> What the task requires:
Wherever the string "parse" appears in the records, return the line that holds it.

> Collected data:
▼

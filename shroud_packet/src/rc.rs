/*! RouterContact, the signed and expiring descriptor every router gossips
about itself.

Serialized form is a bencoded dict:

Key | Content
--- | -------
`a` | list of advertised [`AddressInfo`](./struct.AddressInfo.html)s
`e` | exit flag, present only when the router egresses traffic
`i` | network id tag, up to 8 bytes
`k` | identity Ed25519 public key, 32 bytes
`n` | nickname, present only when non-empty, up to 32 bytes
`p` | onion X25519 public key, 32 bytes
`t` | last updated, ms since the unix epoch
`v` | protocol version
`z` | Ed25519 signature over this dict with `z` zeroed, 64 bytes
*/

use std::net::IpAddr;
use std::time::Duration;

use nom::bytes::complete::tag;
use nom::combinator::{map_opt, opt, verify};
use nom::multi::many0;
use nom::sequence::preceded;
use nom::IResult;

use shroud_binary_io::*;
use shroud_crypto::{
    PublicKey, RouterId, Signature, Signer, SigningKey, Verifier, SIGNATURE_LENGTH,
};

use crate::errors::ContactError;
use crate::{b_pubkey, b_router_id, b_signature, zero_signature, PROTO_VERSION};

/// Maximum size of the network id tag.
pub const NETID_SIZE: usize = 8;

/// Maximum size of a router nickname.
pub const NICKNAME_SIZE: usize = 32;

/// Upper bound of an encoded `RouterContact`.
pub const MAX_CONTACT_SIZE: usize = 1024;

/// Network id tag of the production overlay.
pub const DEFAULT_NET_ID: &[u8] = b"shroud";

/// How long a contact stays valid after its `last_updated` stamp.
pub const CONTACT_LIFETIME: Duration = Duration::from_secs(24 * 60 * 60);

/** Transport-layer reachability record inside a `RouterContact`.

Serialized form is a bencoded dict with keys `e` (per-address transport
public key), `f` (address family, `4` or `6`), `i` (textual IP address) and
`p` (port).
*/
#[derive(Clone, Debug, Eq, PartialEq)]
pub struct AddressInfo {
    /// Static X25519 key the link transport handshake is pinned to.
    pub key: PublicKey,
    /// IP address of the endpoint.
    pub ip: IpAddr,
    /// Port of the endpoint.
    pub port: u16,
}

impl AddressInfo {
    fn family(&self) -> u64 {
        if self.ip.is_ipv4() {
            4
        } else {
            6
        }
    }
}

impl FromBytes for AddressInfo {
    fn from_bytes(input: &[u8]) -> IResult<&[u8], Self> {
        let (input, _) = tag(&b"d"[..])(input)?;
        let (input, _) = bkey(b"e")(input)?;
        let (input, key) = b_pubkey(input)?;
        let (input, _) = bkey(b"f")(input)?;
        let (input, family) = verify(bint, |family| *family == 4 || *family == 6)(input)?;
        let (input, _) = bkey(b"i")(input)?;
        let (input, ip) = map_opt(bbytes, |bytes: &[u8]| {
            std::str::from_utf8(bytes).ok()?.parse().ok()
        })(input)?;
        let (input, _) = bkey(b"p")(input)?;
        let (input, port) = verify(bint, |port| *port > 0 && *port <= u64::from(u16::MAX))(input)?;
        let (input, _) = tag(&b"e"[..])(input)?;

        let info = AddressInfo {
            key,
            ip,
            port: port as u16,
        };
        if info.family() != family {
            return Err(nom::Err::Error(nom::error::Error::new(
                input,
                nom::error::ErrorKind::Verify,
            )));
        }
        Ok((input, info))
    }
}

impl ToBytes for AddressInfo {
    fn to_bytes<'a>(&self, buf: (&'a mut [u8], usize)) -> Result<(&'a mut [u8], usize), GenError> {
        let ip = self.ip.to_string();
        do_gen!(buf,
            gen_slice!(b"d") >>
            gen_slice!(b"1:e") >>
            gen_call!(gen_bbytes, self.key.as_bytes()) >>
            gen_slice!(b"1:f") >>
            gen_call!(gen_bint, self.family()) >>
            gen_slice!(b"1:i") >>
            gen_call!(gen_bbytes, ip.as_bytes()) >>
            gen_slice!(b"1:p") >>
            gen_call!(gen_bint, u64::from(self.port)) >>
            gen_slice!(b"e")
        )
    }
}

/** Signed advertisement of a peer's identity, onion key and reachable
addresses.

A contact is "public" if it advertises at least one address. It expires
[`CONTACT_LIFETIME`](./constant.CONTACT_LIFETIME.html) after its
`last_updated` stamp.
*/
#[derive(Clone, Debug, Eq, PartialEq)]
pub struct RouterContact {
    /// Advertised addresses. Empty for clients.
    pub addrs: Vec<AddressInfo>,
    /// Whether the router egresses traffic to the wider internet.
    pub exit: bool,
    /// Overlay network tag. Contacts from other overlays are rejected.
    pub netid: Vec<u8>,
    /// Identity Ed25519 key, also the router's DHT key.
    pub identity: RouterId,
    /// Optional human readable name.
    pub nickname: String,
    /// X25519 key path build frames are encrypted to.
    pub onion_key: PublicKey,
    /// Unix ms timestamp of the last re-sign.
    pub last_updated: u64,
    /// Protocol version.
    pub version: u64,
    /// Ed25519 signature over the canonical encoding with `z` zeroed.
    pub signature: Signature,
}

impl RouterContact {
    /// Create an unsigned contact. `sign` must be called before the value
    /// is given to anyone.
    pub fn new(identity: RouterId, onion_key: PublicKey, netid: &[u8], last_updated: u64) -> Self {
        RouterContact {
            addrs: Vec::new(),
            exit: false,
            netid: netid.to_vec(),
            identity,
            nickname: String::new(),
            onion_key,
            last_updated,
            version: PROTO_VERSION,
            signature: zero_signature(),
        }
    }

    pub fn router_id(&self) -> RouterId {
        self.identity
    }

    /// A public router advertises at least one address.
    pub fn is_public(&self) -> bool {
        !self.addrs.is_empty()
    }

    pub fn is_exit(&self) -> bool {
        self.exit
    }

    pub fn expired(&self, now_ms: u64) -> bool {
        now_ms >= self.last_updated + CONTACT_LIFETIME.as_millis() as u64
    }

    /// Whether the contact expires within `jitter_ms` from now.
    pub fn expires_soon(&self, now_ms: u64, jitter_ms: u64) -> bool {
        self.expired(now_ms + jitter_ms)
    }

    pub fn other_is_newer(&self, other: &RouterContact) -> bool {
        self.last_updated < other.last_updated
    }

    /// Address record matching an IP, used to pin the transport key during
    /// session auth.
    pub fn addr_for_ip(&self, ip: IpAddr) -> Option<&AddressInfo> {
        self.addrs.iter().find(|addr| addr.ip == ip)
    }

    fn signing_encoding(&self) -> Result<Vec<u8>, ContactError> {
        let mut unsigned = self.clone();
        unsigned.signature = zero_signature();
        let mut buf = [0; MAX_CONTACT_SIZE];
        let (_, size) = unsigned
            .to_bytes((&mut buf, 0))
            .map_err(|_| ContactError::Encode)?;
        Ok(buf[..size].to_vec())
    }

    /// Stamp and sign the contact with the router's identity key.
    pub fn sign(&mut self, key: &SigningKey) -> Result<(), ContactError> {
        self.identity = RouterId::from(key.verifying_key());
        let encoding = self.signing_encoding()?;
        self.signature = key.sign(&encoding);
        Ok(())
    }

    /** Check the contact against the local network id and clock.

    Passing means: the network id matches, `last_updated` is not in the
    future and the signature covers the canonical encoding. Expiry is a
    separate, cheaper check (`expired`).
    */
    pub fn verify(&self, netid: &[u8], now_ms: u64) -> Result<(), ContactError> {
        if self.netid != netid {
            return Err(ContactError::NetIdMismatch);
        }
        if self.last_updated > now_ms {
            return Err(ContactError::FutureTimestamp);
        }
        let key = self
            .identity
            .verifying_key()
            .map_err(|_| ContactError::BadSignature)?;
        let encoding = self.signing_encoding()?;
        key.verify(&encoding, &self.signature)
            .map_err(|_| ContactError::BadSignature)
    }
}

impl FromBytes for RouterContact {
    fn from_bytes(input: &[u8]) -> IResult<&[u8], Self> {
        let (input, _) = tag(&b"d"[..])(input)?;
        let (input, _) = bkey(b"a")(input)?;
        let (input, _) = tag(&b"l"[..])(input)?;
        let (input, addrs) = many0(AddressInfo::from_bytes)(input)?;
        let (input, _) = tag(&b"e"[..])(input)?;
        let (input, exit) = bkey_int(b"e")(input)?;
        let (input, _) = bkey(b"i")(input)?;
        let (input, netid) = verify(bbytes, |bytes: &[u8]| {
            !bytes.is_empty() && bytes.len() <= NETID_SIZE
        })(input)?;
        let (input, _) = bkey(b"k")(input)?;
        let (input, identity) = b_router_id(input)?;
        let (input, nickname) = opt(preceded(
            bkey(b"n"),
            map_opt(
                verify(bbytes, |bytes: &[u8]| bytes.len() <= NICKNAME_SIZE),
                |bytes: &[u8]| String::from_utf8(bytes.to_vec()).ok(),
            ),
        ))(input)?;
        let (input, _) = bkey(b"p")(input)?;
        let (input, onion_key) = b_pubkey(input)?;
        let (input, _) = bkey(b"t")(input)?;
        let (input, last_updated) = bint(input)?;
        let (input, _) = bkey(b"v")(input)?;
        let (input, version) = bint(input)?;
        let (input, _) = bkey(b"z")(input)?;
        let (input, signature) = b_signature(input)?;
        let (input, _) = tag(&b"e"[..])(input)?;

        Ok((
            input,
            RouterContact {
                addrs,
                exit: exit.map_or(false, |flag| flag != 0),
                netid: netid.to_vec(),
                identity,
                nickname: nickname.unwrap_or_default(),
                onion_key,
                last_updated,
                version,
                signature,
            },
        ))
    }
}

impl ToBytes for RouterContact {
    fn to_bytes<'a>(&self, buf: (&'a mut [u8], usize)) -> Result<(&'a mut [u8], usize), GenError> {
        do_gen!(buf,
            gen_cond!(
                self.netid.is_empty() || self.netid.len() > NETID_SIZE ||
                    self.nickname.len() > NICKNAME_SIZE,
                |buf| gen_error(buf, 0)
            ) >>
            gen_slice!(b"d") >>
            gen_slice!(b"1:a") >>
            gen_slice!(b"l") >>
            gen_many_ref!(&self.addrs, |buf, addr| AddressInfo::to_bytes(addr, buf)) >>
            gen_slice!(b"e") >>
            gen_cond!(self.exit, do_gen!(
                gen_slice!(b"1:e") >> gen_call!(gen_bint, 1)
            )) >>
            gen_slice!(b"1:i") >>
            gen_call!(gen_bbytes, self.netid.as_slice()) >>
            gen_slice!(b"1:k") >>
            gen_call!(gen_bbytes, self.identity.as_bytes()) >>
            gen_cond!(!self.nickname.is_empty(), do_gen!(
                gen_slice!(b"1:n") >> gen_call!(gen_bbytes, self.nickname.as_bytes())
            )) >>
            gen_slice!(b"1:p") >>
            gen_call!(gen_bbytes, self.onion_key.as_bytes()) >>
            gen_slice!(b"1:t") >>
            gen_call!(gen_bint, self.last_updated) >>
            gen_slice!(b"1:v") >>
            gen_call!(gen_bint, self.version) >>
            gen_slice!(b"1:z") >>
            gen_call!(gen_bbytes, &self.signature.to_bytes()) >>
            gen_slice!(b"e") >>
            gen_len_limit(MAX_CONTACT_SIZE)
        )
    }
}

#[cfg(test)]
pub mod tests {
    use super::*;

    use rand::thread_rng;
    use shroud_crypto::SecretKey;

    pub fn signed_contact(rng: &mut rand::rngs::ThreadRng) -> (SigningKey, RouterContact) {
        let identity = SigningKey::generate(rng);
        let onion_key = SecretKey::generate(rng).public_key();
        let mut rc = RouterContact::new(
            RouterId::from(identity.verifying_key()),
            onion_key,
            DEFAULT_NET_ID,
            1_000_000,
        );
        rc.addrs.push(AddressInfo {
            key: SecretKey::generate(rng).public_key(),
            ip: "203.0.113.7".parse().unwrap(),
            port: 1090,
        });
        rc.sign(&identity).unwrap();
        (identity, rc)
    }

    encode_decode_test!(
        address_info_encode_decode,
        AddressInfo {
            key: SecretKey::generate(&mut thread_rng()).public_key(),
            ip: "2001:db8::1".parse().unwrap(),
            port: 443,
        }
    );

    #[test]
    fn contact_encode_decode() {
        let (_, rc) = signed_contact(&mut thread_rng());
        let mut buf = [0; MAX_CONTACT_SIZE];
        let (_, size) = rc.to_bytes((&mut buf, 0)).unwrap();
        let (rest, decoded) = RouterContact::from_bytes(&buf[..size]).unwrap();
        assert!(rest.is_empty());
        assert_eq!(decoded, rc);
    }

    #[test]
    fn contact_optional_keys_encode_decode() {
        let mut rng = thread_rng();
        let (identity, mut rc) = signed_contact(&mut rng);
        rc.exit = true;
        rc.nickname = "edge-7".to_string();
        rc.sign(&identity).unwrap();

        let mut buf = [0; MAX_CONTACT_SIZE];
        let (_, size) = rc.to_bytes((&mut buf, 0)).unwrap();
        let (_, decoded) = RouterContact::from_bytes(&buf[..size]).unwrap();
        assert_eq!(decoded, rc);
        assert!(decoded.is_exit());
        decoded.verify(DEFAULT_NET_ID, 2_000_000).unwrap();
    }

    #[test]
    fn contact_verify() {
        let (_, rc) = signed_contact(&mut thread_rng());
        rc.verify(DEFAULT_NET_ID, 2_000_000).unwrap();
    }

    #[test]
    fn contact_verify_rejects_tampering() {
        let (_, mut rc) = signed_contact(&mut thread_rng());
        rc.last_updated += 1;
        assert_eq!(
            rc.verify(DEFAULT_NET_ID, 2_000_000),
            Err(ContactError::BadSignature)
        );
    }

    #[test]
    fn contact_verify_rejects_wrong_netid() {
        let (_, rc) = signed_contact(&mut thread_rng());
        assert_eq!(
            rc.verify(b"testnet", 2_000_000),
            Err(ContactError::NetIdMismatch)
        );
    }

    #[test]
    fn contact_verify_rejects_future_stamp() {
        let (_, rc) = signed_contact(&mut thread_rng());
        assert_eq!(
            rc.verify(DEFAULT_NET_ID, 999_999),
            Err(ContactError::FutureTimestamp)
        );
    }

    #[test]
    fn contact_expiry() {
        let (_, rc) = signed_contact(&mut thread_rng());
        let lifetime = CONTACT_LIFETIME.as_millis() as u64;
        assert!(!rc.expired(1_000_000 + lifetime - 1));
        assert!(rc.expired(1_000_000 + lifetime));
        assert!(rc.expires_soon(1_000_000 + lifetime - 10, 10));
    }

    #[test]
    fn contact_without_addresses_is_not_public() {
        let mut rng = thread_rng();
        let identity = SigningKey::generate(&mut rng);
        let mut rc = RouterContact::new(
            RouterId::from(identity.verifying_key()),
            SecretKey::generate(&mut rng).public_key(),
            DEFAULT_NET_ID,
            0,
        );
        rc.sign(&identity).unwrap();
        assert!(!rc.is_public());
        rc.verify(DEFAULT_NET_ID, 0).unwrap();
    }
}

▲

> Task output:
            std::str::from_utf8(bytes).ok()?.parse().ok()
            ip: "203.0.113.7".parse().unwrap(),
            ip: "2001:db8::1".parse().unwrap(),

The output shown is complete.